[Collected data]
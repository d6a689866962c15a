use std::collections::BTreeSet;
use std::path::PathBuf;
use std::time::Duration;

use anyhow::Context;
use serde::{Deserialize, Serialize};

use crate::core::ConfigError;
use crate::registry::Source;
use crate::relay::RelayCredentials;

// ---------- Capture ----------
#[derive(Debug, Deserialize, Serialize, Clone)]
pub struct CaptureConfig {
    #[serde(default = "default_root_dir")]
    pub root_dir: PathBuf,
    #[serde(default = "default_stream_path")]
    pub stream_path: String,
    #[serde(default = "default_tick_ms")]
    pub tick_ms: u64,
    #[serde(default = "default_workers")]
    pub workers: usize,
    #[serde(default = "default_fetch_timeout")]
    pub fetch_timeout_secs: u64,
    #[serde(default = "default_ffmpeg")]
    pub ffmpeg: String,
    #[serde(default = "default_true")]
    pub autostart: bool,
}

impl Default for CaptureConfig {
    fn default() -> Self {
        Self {
            root_dir: default_root_dir(),
            stream_path: default_stream_path(),
            tick_ms: default_tick_ms(),
            workers: default_workers(),
            fetch_timeout_secs: default_fetch_timeout(),
            ffmpeg: default_ffmpeg(),
            autostart: true,
        }
    }
}

impl CaptureConfig {
    pub fn tick_interval(&self) -> Duration {
        Duration::from_millis(self.tick_ms.max(10))
    }

    pub fn fetch_timeout(&self) -> Duration {
        Duration::from_secs(self.fetch_timeout_secs.max(1))
    }
}

// ---------- Relay (FTP) ----------
#[derive(Debug, Deserialize, Serialize, Clone)]
pub struct RelayConfig {
    pub address: String,
    pub user: String,
    #[serde(default)]
    pub password: String,
    #[serde(default = "default_relay_timeout")]
    pub timeout_secs: u64,
}

// ---------- API ----------
#[derive(Debug, Deserialize, Serialize, Clone)]
pub struct ApiConfig {
    #[serde(default = "default_true")]
    pub enabled: bool,
    #[serde(default = "default_bind")]
    pub bind: String,
}

// ---------- Retention ----------
#[derive(Debug, Deserialize, Serialize, Clone)]
pub struct RetentionConfig {
    pub days: u64,
    #[serde(default = "default_retention_interval")]
    pub interval_secs: u64,
}

#[derive(Debug, Deserialize, Serialize, Clone, Default)]
pub struct Config {
    #[serde(default)]
    pub capture: CaptureConfig,
    pub relay: Option<RelayConfig>,
    pub api: Option<ApiConfig>,
    pub retention: Option<RetentionConfig>,
    #[serde(default)]
    pub sources: Vec<Source>,
}

fn default_root_dir() -> PathBuf {
    PathBuf::from("captures")
}
fn default_stream_path() -> String {
    "11".to_string()
}
fn default_tick_ms() -> u64 {
    1000
}
fn default_workers() -> usize {
    4
}
fn default_fetch_timeout() -> u64 {
    10
}
fn default_ffmpeg() -> String {
    "ffmpeg".to_string()
}
fn default_true() -> bool {
    true
}
fn default_relay_timeout() -> u64 {
    15
}
fn default_bind() -> String {
    "0.0.0.0:3010".to_string()
}
fn default_retention_interval() -> u64 {
    3600
}

pub fn load(path: &str) -> anyhow::Result<Config> {
    let txt = std::fs::read_to_string(path).with_context(|| format!("cannot read {}", path))?;
    let cfg = parse(&txt).with_context(|| format!("invalid config {}", path))?;
    Ok(cfg)
}

pub fn parse(txt: &str) -> Result<Config, ConfigError> {
    let cfg: Config = toml::from_str(txt).map_err(|e| ConfigError::with_context("toml", e))?;
    cfg.validate()?;
    Ok(cfg)
}

impl Config {
    pub fn validate(&self) -> Result<(), ConfigError> {
        if self.capture.workers == 0 {
            return Err(ConfigError::message("capture.workers must be at least 1"));
        }

        let mut seen = BTreeSet::new();
        for source in &self.sources {
            if !seen.insert(source.id) {
                return Err(ConfigError::DuplicateSource { id: source.id });
            }
        }

        if let Some(relay) = &self.relay {
            if relay.address.trim().is_empty() {
                return Err(ConfigError::MissingRelayField { field: "address" });
            }
            if relay.user.trim().is_empty() {
                return Err(ConfigError::MissingRelayField { field: "user" });
            }
        }

        Ok(())
    }

    pub fn relay_credentials(&self) -> Option<RelayCredentials> {
        self.relay.as_ref().map(|relay| RelayCredentials {
            address: relay.address.clone(),
            user: relay.user.clone(),
            password: relay.password.clone(),
        })
    }

    pub fn relay_timeout(&self) -> Duration {
        Duration::from_secs(
            self.relay
                .as_ref()
                .map(|r| r.timeout_secs)
                .unwrap_or_else(default_relay_timeout)
                .max(1),
        )
    }
}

## What to do
Please repeat the records so that each one reads exactly as it does above.

## Solution
repository d6a689866962c15a
use std::collections::BTreeSet;
use std::path::PathBuf;
use std::time::Duration;

use anyhow::Context;
use serde::{Deserialize, Serialize};

use crate::core::ConfigError;
use crate::registry::Source;
use crate::relay::RelayCredentials;

// ---------- Capture ----------
#[derive(Debug, Deserialize, Serialize, Clone)]
pub struct CaptureConfig {
    #[serde(default = "default_root_dir")]
    pub root_dir: PathBuf,
    #[serde(default = "default_stream_path")]
    pub stream_path: String,
    #[serde(default = "default_tick_ms")]
    pub tick_ms: u64,
    #[serde(default = "default_workers")]
    pub workers: usize,
    #[serde(default = "default_fetch_timeout")]
    pub fetch_timeout_secs: u64,
    #[serde(default = "default_ffmpeg")]
    pub ffmpeg: String,
    #[serde(default = "default_true")]
    pub autostart: bool,
}

impl Default for CaptureConfig {
    fn default() -> Self {
        Self {
            root_dir: default_root_dir(),
            stream_path: default_stream_path(),
            tick_ms: default_tick_ms(),
            workers: default_workers(),
            fetch_timeout_secs: default_fetch_timeout(),
            ffmpeg: default_ffmpeg(),
            autostart: true,
        }
    }
}

impl CaptureConfig {
    pub fn tick_interval(&self) -> Duration {
        Duration::from_millis(self.tick_ms.max(10))
    }

    pub fn fetch_timeout(&self) -> Duration {
        Duration::from_secs(self.fetch_timeout_secs.max(1))
    }
}

// ---------- Relay (FTP) ----------
#[derive(Debug, Deserialize, Serialize, Clone)]
pub struct RelayConfig {
    pub address: String,
    pub user: String,
    #[serde(default)]
    pub password: String,
    #[serde(default = "default_relay_timeout")]
    pub timeout_secs: u64,
}

// ---------- API ----------
#[derive(Debug, Deserialize, Serialize, Clone)]
pub struct ApiConfig {
    #[serde(default = "default_true")]
    pub enabled: bool,
    #[serde(default = "default_bind")]
    pub bind: String,
}

// ---------- Retention ----------
#[derive(Debug, Deserialize, Serialize, Clone)]
pub struct RetentionConfig {
    pub days: u64,
    #[serde(default = "default_retention_interval")]
    pub interval_secs: u64,
}

#[derive(Debug, Deserialize, Serialize, Clone, Default)]
pub struct Config {
    #[serde(default)]
    pub capture: CaptureConfig,
    pub relay: Option<RelayConfig>,
    pub api: Option<ApiConfig>,
    pub retention: Option<RetentionConfig>,
    #[serde(default)]
    pub sources: Vec<Source>,
}

fn default_root_dir() -> PathBuf {
    PathBuf::from("captures")
}
fn default_stream_path() -> String {
    "11".to_string()
}
fn default_tick_ms() -> u64 {
    1000
}
fn default_workers() -> usize {
    4
}
fn default_fetch_timeout() -> u64 {
    10
}
fn default_ffmpeg() -> String {
    "ffmpeg".to_string()
}
fn default_true() -> bool {
    true
}
fn default_relay_timeout() -> u64 {
    15
}
fn default_bind() -> String {
    "0.0.0.0:3010".to_string()
}
fn default_retention_interval() -> u64 {
    3600
}

pub fn load(path: &str) -> anyhow::Result<Config> {
    let txt = std::fs::read_to_string(path).with_context(|| format!("cannot read {}", path))?;
    let cfg = parse(&txt).with_context(|| format!("invalid config {}", path))?;
    Ok(cfg)
}

pub fn parse(txt: &str) -> Result<Config, ConfigError> {
    let cfg: Config = toml::from_str(txt).map_err(|e| ConfigError::with_context("toml", e))?;
    cfg.validate()?;
    Ok(cfg)
}

impl Config {
    pub fn validate(&self) -> Result<(), ConfigError> {
        if self.capture.workers == 0 {
            return Err(ConfigError::message("capture.workers must be at least 1"));
        }

        let mut seen = BTreeSet::new();
        for source in &self.sources {
            if !seen.insert(source.id) {
                return Err(ConfigError::DuplicateSource { id: source.id });
            }
        }

        if let Some(relay) = &self.relay {
            if relay.address.trim().is_empty() {
                return Err(ConfigError::MissingRelayField { field: "address" });
            }
            if relay.user.trim().is_empty() {
                return Err(ConfigError::MissingRelayField { field: "user" });
            }
        }

        Ok(())
    }

    pub fn relay_credentials(&self) -> Option<RelayCredentials> {
        self.relay.as_ref().map(|relay| RelayCredentials {
            address: relay.address.clone(),
            user: relay.user.clone(),
            password: relay.password.clone(),
        })
    }

    pub fn relay_timeout(&self) -> Duration {
        Duration::from_secs(
            self.relay
                .as_ref()
                .map(|r| r.timeout_secs)
                .unwrap_or_else(default_relay_timeout)
                .max(1),
        )
    }
}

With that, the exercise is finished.